10.Assurer la sécurité de la cellule familiale
Art 11, III, alinéa 2° :
Suppression de « lorsqu’il n’administre pas la substance létale, la présence du professionnel de santé n’est pas obligatoire ».
Exposé des motifs :
Afin d’informer et de recueillir le consentement libre et éclairé de la personne de confiance, en charge de ce geste, est afin de l’accompagner, il nous parait indispensable d’assurer la présence d’un professionnel de santé.

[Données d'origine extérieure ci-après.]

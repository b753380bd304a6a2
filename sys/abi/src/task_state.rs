// This Source Code Form is subject to the terms of the Mozilla Public
// License, v. 2.0. If a copy of the MPL was not distributed with this
// file, You can obtain one at https://mozilla.org/MPL/2.0/.

//! The task lifecycle state machine (spec §3, §4.4, §4.5).

/// A task's externally observable lifecycle state.
///
/// Transitions are constrained; see [`TaskState::can_transition`]. There is
/// deliberately no `None` variant: task creation is a transition *into* one
/// of the reachable states, tracked by passing `None` as the "previous state"
/// when recording the `task_state` event, not by representing absence as a
/// member of this enum.
#[derive(Copy, Clone, Debug, Eq, PartialEq, Hash, serde::Serialize, serde::Deserialize)]
#[serde(rename_all = "snake_case")]
pub enum TaskState {
    Ready,
    Running,
    WaitMailbox,
    Sleeping,
    Paused,
    Returned,
    Terminated,
    Killed,
}

impl TaskState {
    /// Whether `self` is a terminal, absorbing state.
    pub fn is_terminal(self) -> bool {
        matches!(self, TaskState::Terminated | TaskState::Killed)
    }

    /// Whether a freshly created task may start in this state.
    pub fn valid_initial(self) -> bool {
        true // every variant is reachable directly from task creation/restore
    }

    /// Whether the transition `self -> next` is permitted by the table in
    /// spec §3. `Terminated`/`Killed` are absorbing: no transition leaves
    /// them.
    pub fn can_transition(self, next: TaskState) -> bool {
        use TaskState::*;
        if self.is_terminal() {
            return false;
        }
        match self {
            Running => matches!(
                next,
                Ready | WaitMailbox | Sleeping | Paused | Returned | Terminated | Killed
            ),
            Ready => matches!(
                next,
                Running | WaitMailbox | Sleeping | Paused | Terminated | Killed
            ),
            WaitMailbox => matches!(next, Ready | Running | Paused | Terminated | Killed),
            Sleeping => matches!(next, Ready | Running | Paused | Terminated | Killed),
            Paused => matches!(next, Ready | Running | Terminated | Killed),
            Returned => matches!(next, Terminated | Killed),
            Terminated | Killed => false,
        }
    }
}

#[cfg(test)]
mod tests {
    use super::*;
    use TaskState::*;

    #[test]
    fn terminal_states_absorb() {
        assert!(!Terminated.can_transition(Ready));
        assert!(!Killed.can_transition(Running));
    }

    #[test]
    fn running_ready_is_bidirectional() {
        assert!(Running.can_transition(Ready));
        assert!(Ready.can_transition(Running));
    }

    #[test]
    fn wait_mailbox_never_goes_directly_to_sleeping() {
        assert!(!WaitMailbox.can_transition(Sleeping));
    }

    #[test]
    fn returned_only_goes_to_terminal_states() {
        assert!(Returned.can_transition(Terminated));
        assert!(Returned.can_transition(Killed));
        assert!(!Returned.can_transition(Ready));
        assert!(!Returned.can_transition(Running));
    }

    #[test]
    fn paused_cannot_sleep_or_wait_mailbox() {
        assert!(!Paused.can_transition(Sleeping));
        assert!(!Paused.can_transition(WaitMailbox));
        assert!(Paused.can_transition(Running));
    }
}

De même, si l’administration de la substance létale ne se passait pas bien, il est important qu’un professionnel de santé aguerri se trouve au chevet de la personne malade pour lui prodiguer les soins nécessaires, et aussi pour aider les proches qui pourraient vivre une situation traumatique. Il faut préserver la cellule familiale et l’accompagner dans ce dernier soin qu’est l’aide médicale à mourir.